The problem is that the tests in question for detecting variants have not been approved as a diagnostic tool either by the Food and Drug Administration or under federal rules governing university labs ― meaning that the testing being used right now for genomic sequencing is being done as high-level lab research with no communication back to patients and their doctors.

... "legally we can’t" tell him or her about the variant because the test is not yet federally approved ...

Amid limited testing to identify different strains, more than 1,900 cases of three key variants have been detected in 46 states, according to the Centers for Disease Control and Prevention. That’s worrisome because of early reports that some may spread faster, prove deadlier or potentially thwart existing treatments and vaccines.

Officials representing public health labs and epidemiologists have warned the federal government that limiting information about the variants ― in accordance with arcane regulations governing clinical labs ― could hamper efforts to investigate pressing questions about the variants.

The Association of Public Health Laboratories and the Council of State and Territorial Epidemiologists earlier this month jointly pressed federal officials to "urgently" relax certain rules that apply to clinical labs.

Washington state officials detected the first case of the variant discovered in South Africa this week, but the infected person didn’t provide a good phone number and could not be contacted about the positive result. Even if health officials do track down the patient, "legally we can’t" tell him or her about the variant because the test is not yet federally approved, Teresa McCallion, a spokesperson for the state department of health, said in an email.

"However, we are actively looking into what we can do," she said.

Lab testing experts describe the situation as a Catch-22: Scientists need enough case data to make sure their genome-sequencing tests, which are used to detect variants, are accurate. But while they wait for results to come in and undergo thorough reviews, variant cases are surging. The lag reminds some of the situation a year ago. Amid regulatory missteps, approval for a covid-19 diagnostic test was delayed while the virus spread undetected.

... the B117 variant, first found in the United Kingdom, could be the predominant variant strain of the coronavirus in the U.S. by March.

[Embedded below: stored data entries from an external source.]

//! Lexical Search Engine.
//!
//! Scores corpus entries by token overlap with a free-text query. Token sets
//! for every entry are computed once when the engine is built; a search is a
//! pure read over those sets.
//!
//! # Scoring
//! Query and entry text are lowercased and split on non-alphanumeric
//! characters; tokens shorter than [`MIN_TOKEN_LEN`] are dropped. Each
//! distinct query token contributes the weight of the strongest field it
//! appears in:
//!
//! | field                                  | weight |
//! |----------------------------------------|--------|
//! | `title`, `question`                    | 3      |
//! | `tags`, `subcategory`, metadata values | 2      |
//! | `content`, `answer`                    | 1      |
//!
//! Entries scoring zero are dropped. Results are sorted by descending score
//! with ties kept in corpus order.

use crate::corpus::{Category, CategoryFilter, Corpus, KnowledgeEntry};
use crate::error::{AppError, Result};
use serde::Serialize;
use std::collections::HashSet;
use std::sync::Arc;

pub const DEFAULT_LIMIT: usize = 5;
pub const MAX_LIMIT: usize = 50;
pub const MIN_TOKEN_LEN: usize = 2;

const PRIMARY_WEIGHT: u32 = 3;
const TAG_WEIGHT: u32 = 2;
const BODY_WEIGHT: u32 = 1;

/// A validated search request.
#[derive(Debug, Clone)]
pub struct SearchQuery {
    pub query: String,
    pub category: CategoryFilter,
    pub limit: usize,
}

impl SearchQuery {
    /// Build a query, clamping `limit` into `1..=MAX_LIMIT`.
    pub fn new(query: impl Into<String>, category: CategoryFilter, limit: i64) -> Result<Self> {
        let query = query.into();
        if query.trim().is_empty() {
            return Err(AppError::InvalidArgument(
                "query cannot be empty".to_string(),
            ));
        }

        Ok(Self {
            query,
            category,
            limit: clamp_limit(limit),
        })
    }
}

pub fn clamp_limit(limit: i64) -> usize {
    limit.clamp(1, MAX_LIMIT as i64) as usize
}

/// One ranked result.
#[derive(Debug, Clone, Serialize)]
pub struct SearchHit<'a> {
    #[serde(flatten)]
    pub entry: &'a KnowledgeEntry,
    pub score: u32,
    #[serde(rename = "matchedCategory")]
    pub matched_category: Category,
    /// Position of the entry in the corpus.
    #[serde(skip)]
    pub position: usize,
}

/// Per-entry token sets, one per weighted field group.
#[derive(Debug, Default)]
struct EntryTokens {
    primary: HashSet<String>,
    tags: HashSet<String>,
    body: HashSet<String>,
}

impl EntryTokens {
    fn build(entry: &KnowledgeEntry) -> Self {
        let mut tokens = EntryTokens::default();

        for field in [&entry.title, &entry.question].into_iter().flatten() {
            tokens.primary.extend(tokenize(field));
        }

        for tag in &entry.tags {
            tokens.tags.extend(tokenize(tag));
        }
        if let Some(sub) = &entry.subcategory {
            tokens.tags.extend(tokenize(sub));
        }
        for value in entry.metadata.values() {
            tokens.tags.extend(tokenize(value));
        }

        tokens.body.extend(tokenize(&entry.content));
        if let Some(answer) = &entry.answer {
            tokens.body.extend(tokenize(answer));
        }

        tokens
    }

    fn weight_of(&self, token: &str) -> u32 {
        if self.primary.contains(token) {
            PRIMARY_WEIGHT
        } else if self.tags.contains(token) {
            TAG_WEIGHT
        } else if self.body.contains(token) {
            BODY_WEIGHT
        } else {
            0
        }
    }

    fn score(&self, query_tokens: &[String]) -> u32 {
        query_tokens.iter().map(|t| self.weight_of(t)).sum()
    }
}

/// Lowercased word tokens in first-seen order, without duplicates.
pub fn tokenize(text: &str) -> Vec<String> {
    let mut seen = HashSet::new();
    text.split(|c: char| !c.is_alphanumeric())
        .filter(|t| t.chars().count() >= MIN_TOKEN_LEN)
        .map(|t| t.to_lowercase())
        .filter(|t| seen.insert(t.clone()))
        .collect()
}

/// Search engine over a shared, immutable corpus.
pub struct LexicalEngine {
    corpus: Arc<Corpus>,
    index: Vec<EntryTokens>,
}

impl LexicalEngine {
    pub fn new(corpus: Arc<Corpus>) -> Self {
        let index = corpus.entries().iter().map(EntryTokens::build).collect();
        Self { corpus, index }
    }

    pub fn corpus(&self) -> &Corpus {
        &self.corpus
    }

    /// Score, filter, rank and truncate.
    pub fn search(&self, query: &SearchQuery) -> Vec<SearchHit<'_>> {
        let query_tokens = tokenize(&query.query);
        if query_tokens.is_empty() {
            return Vec::new();
        }

        let mut hits: Vec<SearchHit<'_>> = self
            .corpus
            .entries()
            .iter()
            .zip(&self.index)
            .enumerate()
            .filter(|(_, (entry, _))| query.category.matches(entry.category))
            .filter_map(|(position, (entry, tokens))| {
                let score = tokens.score(&query_tokens);
                (score > 0).then_some(SearchHit {
                    entry,
                    score,
                    matched_category: entry.category,
                    position,
                })
            })
            .collect();

        // sort_by is stable: equal scores stay in corpus order.
        hits.sort_by(|a, b| b.score.cmp(&a.score));
        hits.truncate(query.limit);

        tracing::debug!(
            query = %query.query,
            category = query.category.as_str(),
            hits = hits.len(),
            "Lexical search completed"
        );

        hits
    }
}

#[cfg(test)]
mod tests {
    use super::*;

    fn engine(entries: Vec<KnowledgeEntry>) -> LexicalEngine {
        LexicalEngine::new(Arc::new(Corpus::from_entries(entries)))
    }

    fn query(q: &str, category: CategoryFilter, limit: i64) -> SearchQuery {
        SearchQuery::new(q, category, limit).unwrap()
    }

    fn fixture() -> Vec<KnowledgeEntry> {
        vec![
            KnowledgeEntry::new("t-1", Category::Training, "Badges reward progress.")
                .with_title("Badges"),
            KnowledgeEntry::new("qa-1", Category::Qa, "")
                .with_qa("What is gamification?", "Game elements in non-game contexts."),
            KnowledgeEntry::new("d-1", Category::Documents, "Notes on gamification ethics."),
            KnowledgeEntry::new("d-2", Category::Documents, "More gamification notes."),
            KnowledgeEntry::new("s-1", Category::Style, "Keep it short.")
                .with_subcategory("tone")
                .with_tags(["gamification"]),
        ]
    }

    #[test]
    fn test_tokenize_lowercases_and_dedupes() {
        assert_eq!(
            tokenize("What is Gamification? gamification!"),
            vec!["what", "is", "gamification"]
        );
    }

    #[test]
    fn test_tokenize_drops_short_tokens() {
        assert_eq!(tokenize("a b c ok"), vec!["ok"]);
        assert!(tokenize("  ,,, ").is_empty());
    }

    #[test]
    fn test_empty_query_rejected() {
        let err = SearchQuery::new("   ", CategoryFilter::All, 5).unwrap_err();
        assert!(matches!(err, AppError::InvalidArgument(_)));
    }

    #[test]
    fn test_limit_clamped() {
        assert_eq!(clamp_limit(0), 1);
        assert_eq!(clamp_limit(-7), 1);
        assert_eq!(clamp_limit(3), 3);
        assert_eq!(clamp_limit(10_000), MAX_LIMIT);
    }

    #[test]
    fn test_qa_scenario_returns_question_first() {
        let engine = engine(fixture());
        let hits = engine.search(&query("gamification", CategoryFilter::Only(Category::Qa), 5));

        assert_eq!(hits.len(), 1);
        assert_eq!(hits[0].entry.id, "qa-1");
        assert!(hits[0].score > 0);
        assert_eq!(hits[0].matched_category, Category::Qa);
    }

    #[test]
    fn test_field_weights_order_results() {
        let engine = engine(fixture());
        let hits = engine.search(&query("gamification", CategoryFilter::All, 10));

        let ids: Vec<&str> = hits.iter().map(|h| h.entry.id.as_str()).collect();
        // question (3) > tag (2) > body (1, corpus order)
        assert_eq!(ids, vec!["qa-1", "s-1", "d-1", "d-2"]);
        let scores: Vec<u32> = hits.iter().map(|h| h.score).collect();
        assert_eq!(scores, vec![3, 2, 1, 1]);
    }

    #[test]
    fn test_ties_keep_corpus_order() {
        let entries = (0..6)
            .map(|i| KnowledgeEntry::new(format!("e-{}", i), Category::Documents, "leaderboard"))
            .collect();
        let engine = engine(entries);
        let hits = engine.search(&query("leaderboard", CategoryFilter::All, 4));

        let positions: Vec<usize> = hits.iter().map(|h| h.position).collect();
        assert_eq!(positions, vec![0, 1, 2, 3]);
    }

    #[test]
    fn test_results_bounded_and_sorted() {
        let engine = LexicalEngine::new(Arc::new(Corpus::embedded().unwrap()));
        for limit in [1, 2, 5, 50] {
            let hits = engine.search(&query("hexad motivation rewards", CategoryFilter::All, limit));
            assert!(hits.len() <= limit as usize);
            assert!(hits.windows(2).all(|w| w[0].score >= w[1].score));
            assert!(hits
                .windows(2)
                .all(|w| w[0].score > w[1].score || w[0].position < w[1].position));
        }
    }

    #[test]
    fn test_no_match_returns_empty() {
        let engine = engine(fixture());
        let hits = engine.search(&query("zebra xylophone", CategoryFilter::All, 5));
        assert!(hits.is_empty());
    }

    #[test]
    fn test_all_is_superset_of_specific_category() {
        let engine = engine(fixture());
        let all = engine.search(&query("notes gamification", CategoryFilter::All, 50));
        for category in Category::ALL {
            let specific = engine.search(&query(
                "notes gamification",
                CategoryFilter::Only(category),
                50,
            ));
            for hit in specific {
                assert!(all.iter().any(|h| h.entry.id == hit.entry.id));
            }
        }
    }

    #[test]
    fn test_metadata_values_are_boosted() {
        let entries = vec![
            KnowledgeEntry::new("a", Category::Documents, "marczewski wrote this"),
            KnowledgeEntry::new("b", Category::Documents, "unrelated")
                .with_metadata("source", "marczewski"),
        ];
        let engine = engine(entries);
        let hits = engine.search(&query("marczewski", CategoryFilter::All, 5));
        assert_eq!(hits[0].entry.id, "b");
        assert_eq!(hits[0].score, TAG_WEIGHT);
    }
}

The limitations also put lab professionals and epidemiologists in a bind as public health officials attempt to trace contacts of those infected with more contagious strains, said Scott Becker, CEO of the Association of Public Health Laboratories. "You want to be able to tell [patients] a variant was detected," he said.

Complying with the lab rules "is not feasible in the timeline that a rapidly evolving virus and responsive public health system requires," the organizations wrote.

Hamilton also said telling patients they have a novel strain could be another tool to encourage cooperation ― which is waning ― with efforts to trace and sample their contacts. She said notifications might also further encourage patients to take the advice to remain isolated seriously.

"Can our investigations be better if we can disclose that information to the patient?" she said. "I think the answer is yes."

Public health experts have predicted that the B117 variant, first found in the United Kingdom, could be the predominant variant strain of the coronavirus in the U.S. by March.

As of Tuesday, the CDC had identified nearly 1,900 cases of the B117 variant in 45 states; 46 cases of B1351, which was first identified in South Africa, in 14 states; and five cases of the P.1 variant initially detected in Brazil in four states, Dr. Rochelle Walensky, the CDC director, told reporters Wednesday.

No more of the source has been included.